Coimbatore Institute of Technology (CIT) is a government-aided autonomous engineering college located in Coimbatore, Tamil Nadu, India. It was founded in 1956 by V. Rangaswamy Naidu Educational Trust. It is affiliated to Anna University.

History
Coimbatore Institute of Technology was founded in the year 1956 by V.Rangaswamy Naidu Educational Trust (VRET). Sri.R.Venkataswamy Naidu, Prof.P.R.Ramakrishnan are the Founders of Coimbatore Institute of Technology. Sri.R.Venkataswamy Naidu was the Founder Correspondent from 1956 to 1994. Prof.P.R.Ramakrishnan was the Principal from 1956 to 1981 and the Correspondent from 1994 to 2008. Sri.R.Venkataswamy Naidu did his Textile Engineering from The University of Manchester, England. Prof.P.R.Ramakrishnan did his Electrical Engineering from Massachusetts Institute of Technology (MIT).

The philanthropic founders envisioned a unique professional learning order with special prominence on industrial training. CIT was affiliated to Madras University from 1956 to 1980. In 1980, the Institute became affiliated to Bharathiar University and subsequently to Anna University in 2001. CIT is recognized by the All India Council for Technical Education. The Institute was granted autonomous status in 1987 and is accredited by the National Board of Accreditation.

Academics

CIT offers 9 Under Graduate Academic Programmes and 12 Post Graduate Academic Programmes in addition for M.S. and Ph.D. Research Programmes.

The CIT Sandwich Polytechnic College was started in 1961. Presently, 8 Engineering Diploma Programmes are offered by the polytechnic in various engineering disciplines. The National Board of Accreditation has accredited the Mechanical Engineering (Sandwich) and Mechanical Engineering diploma programmes.

Rankings

CIT is ranked 102 in the National Institutional Ranking Framework (NIRF) engineering ranking of 2021.

Student life

Students Union
The students union consists of 20 clubs which include arts, dramatics, muthamizh mandram (Tamil), film, karate, literary, music, nature, photography, quiz, Kalam Knowledge Club (KKC), space, sports, NSS, NCC, YRC, RSP, Entrepreneurship development cell, Women Empowerment Cell, YHAI and Rotaract.

All the branches of engineering, technology, and applied sciences run associations which organize technical meetings and symposia in their respective disciplines.

The Coimbatore Regional Centre of the Indian Institute of Chemical Engineers functions with its office at the Department of Chemical Engineering in the Institute.

The Coimbatore centre of the Indian Welding Society (IWS) has been functioning in the Institute since 2002 in the department of Mechanical Engineering.

A student branch of IEEE functions with its office in the Department of Electrical and Electronics Engineering in the Institute.

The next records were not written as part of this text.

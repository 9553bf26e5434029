//! Engine seams: asset loading, sample readers, and encoding writers.
//!
//! An export never talks to a codec directly. It asks a [`MediaEngine`] for
//! a [`SourceReader`] over an asset and a [`SinkWriter`] bound to the
//! destination, then shuttles [`SampleBuffer`]s between them.

use std::collections::BTreeMap;
use std::fmt;
use std::path::Path;
use std::sync::Arc;

use framestamp_common::error::{FramestampError, FramestampResult};
use framestamp_media_model::{
    ContainerFormat, MediaAsset, MediaKind, MediaTime, Size, TimeRange, TrackId, TrackSettings,
};

/// Bytes per BGRA pixel.
pub const BYTES_PER_PIXEL: usize = 4;

/// A decoded video frame in packed BGRA, top row first.
#[derive(Clone, PartialEq, Eq)]
pub struct PixelBuffer {
    width: u32,
    height: u32,
    data: Vec<u8>,
}

impl PixelBuffer {
    /// Opaque black frame.
    pub fn new(width: u32, height: u32) -> Self {
        let mut buffer = Self {
            width,
            height,
            data: vec![0; width as usize * height as usize * BYTES_PER_PIXEL],
        };
        buffer.fill([0, 0, 0, 255]);
        buffer
    }

    /// Wrap existing BGRA bytes. The length must match the dimensions.
    pub fn from_bgra(width: u32, height: u32, data: Vec<u8>) -> FramestampResult<Self> {
        let expected = width as usize * height as usize * BYTES_PER_PIXEL;
        if data.len() != expected {
            return Err(FramestampError::engine(format!(
                "pixel data is {} bytes, expected {expected} for {width}x{height}",
                data.len()
            )));
        }
        Ok(Self {
            width,
            height,
            data,
        })
    }

    pub fn width(&self) -> u32 {
        self.width
    }

    pub fn height(&self) -> u32 {
        self.height
    }

    pub fn size(&self) -> Size {
        Size::new(self.width as f64, self.height as f64)
    }

    pub fn data(&self) -> &[u8] {
        &self.data
    }

    pub fn data_mut(&mut self) -> &mut [u8] {
        &mut self.data
    }

    pub fn into_data(self) -> Vec<u8> {
        self.data
    }

    fn offset(&self, x: u32, y: u32) -> usize {
        (y as usize * self.width as usize + x as usize) * BYTES_PER_PIXEL
    }

    /// BGRA value at `(x, y)`. Panics when out of bounds.
    pub fn pixel(&self, x: u32, y: u32) -> [u8; 4] {
        let o = self.offset(x, y);
        [
            self.data[o],
            self.data[o + 1],
            self.data[o + 2],
            self.data[o + 3],
        ]
    }

    pub fn set_pixel(&mut self, x: u32, y: u32, bgra: [u8; 4]) {
        let o = self.offset(x, y);
        self.data[o..o + BYTES_PER_PIXEL].copy_from_slice(&bgra);
    }

    pub fn fill(&mut self, bgra: [u8; 4]) {
        for px in self.data.chunks_exact_mut(BYTES_PER_PIXEL) {
            px.copy_from_slice(&bgra);
        }
    }

    pub fn same_geometry(&self, other: &PixelBuffer) -> bool {
        self.width == other.width && self.height == other.height && self.data.len() == other.data.len()
    }
}

impl fmt::Debug for PixelBuffer {
    fn fmt(&self, f: &mut fmt::Formatter<'_>) -> fmt::Result {
        f.debug_struct("PixelBuffer")
            .field("width", &self.width)
            .field("height", &self.height)
            .finish()
    }
}

/// Interleaved signed 16-bit PCM.
#[derive(Debug, Clone, PartialEq, Eq)]
pub struct AudioBuffer {
    pub sample_rate: u32,
    pub channels: u16,
    pub samples: Vec<i16>,
}

impl AudioBuffer {
    /// Number of sample frames (samples per channel).
    pub fn frames(&self) -> usize {
        self.samples.len() / self.channels.max(1) as usize
    }

    pub fn duration(&self) -> MediaTime {
        MediaTime::new(self.frames() as i64, self.sample_rate)
    }
}

#[derive(Debug, Clone, PartialEq, Eq)]
pub enum SamplePayload {
    Video(PixelBuffer),
    Audio(AudioBuffer),
}

/// One timed unit of media pulled from a reader.
#[derive(Debug, Clone, PartialEq, Eq)]
pub struct SampleBuffer {
    /// Position on the asset timeline.
    pub presentation_time: MediaTime,
    pub duration: MediaTime,
    pub payload: SamplePayload,
}

impl SampleBuffer {
    pub fn kind(&self) -> MediaKind {
        match self.payload {
            SamplePayload::Video(_) => MediaKind::Video,
            SamplePayload::Audio(_) => MediaKind::Audio,
        }
    }

    pub fn video_frame(&self) -> Option<&PixelBuffer> {
        match &self.payload {
            SamplePayload::Video(frame) => Some(frame),
            SamplePayload::Audio(_) => None,
        }
    }

    pub fn audio(&self) -> Option<&AudioBuffer> {
        match &self.payload {
            SamplePayload::Audio(audio) => Some(audio),
            SamplePayload::Video(_) => None,
        }
    }
}

#[derive(Debug, Clone, Copy, PartialEq, Eq, Hash)]
pub enum ReaderStatus {
    Unknown,
    Reading,
    Completed,
    Failed,
    Cancelled,
}

#[derive(Debug, Clone, Copy, PartialEq, Eq, Hash)]
pub enum WriterStatus {
    Unknown,
    Writing,
    Completed,
    Failed,
    Cancelled,
}

/// Callback a writer fires once an input can accept more data.
///
/// Notifiers may be fired from any thread, at most once per registration.
#[derive(Clone)]
pub struct ReadyNotifier(Arc<dyn Fn() + Send + Sync>);

impl ReadyNotifier {
    pub fn new(f: impl Fn() + Send + Sync + 'static) -> Self {
        Self(Arc::new(f))
    }

    pub fn notify(&self) {
        (self.0)()
    }
}

impl fmt::Debug for ReadyNotifier {
    fn fmt(&self, f: &mut fmt::Formatter<'_>) -> fmt::Result {
        f.write_str("ReadyNotifier")
    }
}

/// Container-level writer options.
#[derive(Debug, Clone, Default, PartialEq, Eq)]
pub struct WriterOptions {
    /// Move the index to the front of the file for progressive download.
    pub optimize_for_network_use: bool,

    /// Container metadata entries.
    pub metadata: BTreeMap<String, String>,
}

/// A demux/encode backend.
pub trait MediaEngine: Send + Sync {
    /// Backend name for logs.
    fn name(&self) -> &str;

    /// Whether the backend can run on this system.
    fn is_available(&self) -> bool;

    /// Open the container at `path` and describe its tracks.
    fn load_asset(&self, path: &Path) -> FramestampResult<MediaAsset>;

    /// Create a reader over `asset`, restricted to `range` on its timeline.
    fn create_reader(
        &self,
        asset: &MediaAsset,
        range: TimeRange,
    ) -> FramestampResult<Box<dyn SourceReader>>;

    /// Create a writer producing `destination` in `format`.
    fn create_writer(
        &self,
        destination: &Path,
        format: ContainerFormat,
        options: &WriterOptions,
    ) -> FramestampResult<Box<dyn SinkWriter>>;
}

/// Pull side of an export: hands out decoded samples per track kind.
pub trait SourceReader: Send {
    /// Decode `track` into frames spaced `frame_duration` apart.
    fn add_video_output(&mut self, track: TrackId, frame_duration: MediaTime)
        -> FramestampResult<()>;

    /// Decode `track` into PCM chunks.
    fn add_audio_output(&mut self, track: TrackId) -> FramestampResult<()>;

    fn start_reading(&mut self) -> FramestampResult<()>;

    /// Next sample of `kind`, or `None` once that output is exhausted.
    fn copy_next_sample(&mut self, kind: MediaKind) -> FramestampResult<Option<SampleBuffer>>;

    fn cancel_reading(&mut self);

    fn status(&self) -> ReaderStatus;
}

/// Push side of an export: encodes samples and muxes the container.
pub trait SinkWriter: Send {
    /// Declare an input. Must be called before [`SinkWriter::start_writing`].
    fn add_input(&mut self, settings: &TrackSettings) -> FramestampResult<()>;

    fn start_writing(&mut self) -> FramestampResult<()>;

    /// Timeline position of the first sample to be written.
    fn start_session(&mut self, at: MediaTime);

    fn is_ready_for_more_media_data(&self, kind: MediaKind) -> bool;

    /// Fire `notifier` once the `kind` input is ready again. Fires
    /// immediately when the input is already ready.
    fn request_media_data_when_ready(&mut self, kind: MediaKind, notifier: ReadyNotifier);

    fn append(&mut self, kind: MediaKind, sample: &SampleBuffer) -> FramestampResult<()>;

    /// Append a rendered frame to the video input.
    fn append_pixel_buffer(
        &mut self,
        buffer: &PixelBuffer,
        presentation_time: MediaTime,
    ) -> FramestampResult<()>;

    /// No more samples will be appended to the `kind` input.
    fn mark_as_finished(&mut self, kind: MediaKind);

    /// Flush encoders and finalize the container.
    fn finish_writing(&mut self) -> FramestampResult<()>;

    fn cancel_writing(&mut self);

    fn status(&self) -> WriterStatus;
}

/// Fixed-size set of reusable render buffers.
#[derive(Debug)]
pub struct PixelBufferPool {
    width: u32,
    height: u32,
    capacity: usize,
    free: Vec<PixelBuffer>,
    outstanding: usize,
}

impl PixelBufferPool {
    pub fn new(width: u32, height: u32, capacity: usize) -> Self {
        Self {
            width,
            height,
            capacity: capacity.max(1),
            free: Vec::new(),
            outstanding: 0,
        }
    }

    pub fn dimensions(&self) -> (u32, u32) {
        (self.width, self.height)
    }

    /// Take a buffer, allocating lazily up to capacity.
    pub fn take(&mut self) -> FramestampResult<PixelBuffer> {
        if self.outstanding >= self.capacity {
            return Err(FramestampError::pump_failure(format!(
                "pixel buffer pool exhausted ({} buffers in use)",
                self.capacity
            )));
        }
        self.outstanding += 1;
        Ok(self
            .free
            .pop()
            .unwrap_or_else(|| PixelBuffer::new(self.width, self.height)))
    }

    /// Return a buffer. Buffers of foreign geometry are dropped.
    pub fn recycle(&mut self, buffer: PixelBuffer) {
        self.outstanding = self.outstanding.saturating_sub(1);
        if buffer.width == self.width && buffer.height == self.height {
            self.free.push(buffer);
        }
    }

    pub fn outstanding(&self) -> usize {
        self.outstanding
    }
}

The Institute has facilities for ball badminton, basketball, cricket, football, hockey, tennikoit, tennis, and volleyball.

Computer Science Department

The department imparts world class training and research. The department provides state of the art computing facilities to the students. Graduates from the department are most wanted by both academia and corporates like Microsoft, Yahoo, IBM, Oracle, EMC2. All over the world, alumni of the department occupy top positions in both academia and industry especially one of the alumni occupies as Ambassador of India in Israel. Important research and technical patents are registered by our alumnus. The department has generated funds from various government organizations like AICTE, MHRD, and DST for promoting research activities and modernization. "CPBK"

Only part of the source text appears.